Jedna z sekretnych tradycji matki z okazji Dnia Matki po przyjęciu jej synów
Dzień Matki to czas świętowania wszystkich mam, a Jill Robbins znalazła sposób, by każdego roku świętować i doceniać narodziny swoich przybranych synów.
Ponieważ Jill zdaje sobie sprawę, że radość macierzyństwa, którą ma z dwoma chłopcami, kosztowała dwie inne kobiety.
W postach na Facebooku wyjaśniła, jak każdego roku przypomina sobie matki urodzenia swoich synów. "Więc karty Dnia Matki pojawiają się w sklepach i mam taki sekret, kupuję dwie dodatkowe karty w Dzień Matki" - napisała. "Każdego roku piszę do matki urodzenia moich synów (tak, są dwie różne matki), robię to co roku, kiedy je mamy.
"Piszę małe fragmenty tego, co zrobili i co roku osiągnęli, jakie były ich wyzwania i osiągnięcia."
Jill następnie wkłada karty do koperty, pieczętuje je i umieszcza w pudełku po butach w swojej szafce. "Nie mam żadnego miejsca na pocztę, jak widzisz, " wyjaśnia, ponieważ nie ma sposobu, aby się z nimi skontaktować, a nawet dowiedzieć się, kim są.

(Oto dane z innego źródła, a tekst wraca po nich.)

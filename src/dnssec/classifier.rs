//! Pulls the records a validation step needs out of a response.
//!
//! Which section to read is looked up in a [`SectionTable`] so callers can
//! change the mapping without touching the classification logic.

use std::collections::HashMap;

use super::{DnsSecError, RecordSet};
use crate::dns::DNSPacket;
use crate::dns::enums::DNSResourceType;
use crate::dns::rdata::RrsigRecord;
use crate::dns::resource::DNSResource;

#[derive(Clone, Copy, Debug, PartialEq, Eq, Hash)]
pub enum Section {
    Answer,
    Authority,
    Additional,
}

impl Section {
    fn records<'a>(&self, message: &'a DNSPacket) -> &'a [DNSResource] {
        match self {
            Section::Answer => &message.answers,
            Section::Authority => &message.authorities,
            Section::Additional => &message.resources,
        }
    }
}

/// Query type to response section mapping.
#[derive(Clone, Debug, PartialEq, Eq)]
pub struct SectionTable {
    entries: HashMap<DNSResourceType, Section>,
    fallback: Section,
}

impl Default for SectionTable {
    /// DS and NS come from referrals, so the authority section; keys and
    /// addresses from the answer section.
    fn default() -> Self {
        let entries = HashMap::from([
            (DNSResourceType::DS, Section::Authority),
            (DNSResourceType::NS, Section::Authority),
            (DNSResourceType::DNSKEY, Section::Answer),
            (DNSResourceType::A, Section::Answer),
            (DNSResourceType::AAAA, Section::Answer),
        ]);
        Self {
            entries,
            fallback: Section::Answer,
        }
    }
}

impl SectionTable {
    pub fn with(mut self, rtype: DNSResourceType, section: Section) -> Self {
        self.entries.insert(rtype, section);
        self
    }

    pub fn section_for(&self, rtype: DNSResourceType) -> Section {
        self.entries.get(&rtype).copied().unwrap_or(self.fallback)
    }
}

/// Records of one type from one section, with the signatures covering them.
#[derive(Clone, Debug, Default, PartialEq, Eq)]
pub struct Classified {
    pub rrset: Option<RecordSet>,
    /// Empty when the zone presents no DNSSEC material for this set.
    pub signatures: Vec<RrsigRecord>,
}

impl Classified {
    pub fn owner(&self) -> Option<&str> {
        self.rrset.as_ref().map(|set| set.owner())
    }
}

#[derive(Clone, Debug, Default)]
pub struct ResponseClassifier {
    table: SectionTable,
}

impl ResponseClassifier {
    pub fn new(table: SectionTable) -> Self {
        Self { table }
    }

    pub fn table(&self) -> &SectionTable {
        &self.table
    }

    pub fn classify(
        &self,
        message: &DNSPacket,
        qtype: DNSResourceType,
    ) -> Result<Classified, DnsSecError> {
        self.classify_section(message, self.table.section_for(qtype), qtype)
    }

    pub fn classify_section(
        &self,
        message: &DNSPacket,
        section: Section,
        qtype: DNSResourceType,
    ) -> Result<Classified, DnsSecError> {
        let records = section.records(message);

        let primary: Vec<DNSResource> = records
            .iter()
            .filter(|rr| rr.rtype == qtype)
            .cloned()
            .collect();
        let rrset = RecordSet::from_records(primary)?;
        let owner = rrset.as_ref().map(|set| set.owner().to_string());

        let signatures = records
            .iter()
            .filter(|rr| owner.as_deref().is_none_or(|o| rr.owner() == o))
            .filter_map(|rr| rr.as_rrsig())
            .filter(|sig| sig.type_covered == qtype)
            .cloned()
            .collect();

        Ok(Classified { rrset, signatures })
    }

    /// True iff the authority section carries a DS record.
    pub fn has_ds(message: &DNSPacket) -> bool {
        message
            .authorities
            .iter()
            .any(|rr| rr.rtype == DNSResourceType::DS)
    }
}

"Nie ma czegoś takiego jak" otwarta chińska adopcja "- wyjaśnia Jill. "W Chinach obowiązują przepisy zakazujące matce przygotowania planu adopcyjnego
Dzieci są "opuszczone". Kiedy zostaną znalezione, zostają wpisane do systemu opieki społecznej. Są one udostępniane do adopcji i to jest ta część, w której przychodzimy.
"Wiem, że matki urodzone przez moje chłopaki czekały i obserwowały, aż ich dzieci zostały zabrane w bezpieczne miejsce." WIEM, po prostu "- kontynuowała. "Wiem, że kochali te dzieci i wiem, że ich działania były czymś, co uważali za konieczne, nie muszę znać powodów, ich motywy nie muszą przechodzić ze mną żadnego testu lakmusowego".
Jill mówi, że nie chce zbyt wiele w życiu, ale gdyby miała jedno życzenie, byłoby tak, że matki urodzenia swoich chłopców wiedzą, że ich dzieci są bezpieczne i kochane.
"Tak więc kupuję te karty co roku" - mówi Jill. "Piszę w nich, gdzieś po drugiej stronie świata są dwie kobiety, które prawdopodobnie dadzą wszystko, by je zdobyć.
"Piszę dla mnie te karty, trzymam je na klatce piersiowej przed umieszczeniem w pudełku po butach, które leży na mojej półce w szafie, i zamykam oczy. Tak bardzo pragnę, aby te kobiety, które dały mi prezenty moich chłopców, wiem, jak bardzo je cenię. "
Post uderzył w akord, niektórzy przeszli proces adopcji i inni, którzy zainspirowali się sentymentem.
Rose Juergens napisała: "Dziękuję, jestem adoptowanym dzieckiem, szkoda, że ktoś nie mógł tego zrobić dla mojej przyszłej mamy, żyła tak długo z poczuciem winy".
"Nawet jeśli nigdy nie zostaną odczytane przez matki urodzone, synowie będą wiedzieć, że one istnieją", powiedziała Cara Johnson-Blystone. "To samo w sobie jest dla nich darem".
Paula O'Brien została zainspirowana do podjęcia tej samej akcji ze swoimi dziećmi: "Jestem mommą trzech adoptowanych dzieci (Kazachstanu, Indii i Chin). Podoba mi się ten pomysł i zaczynam go w tym roku!"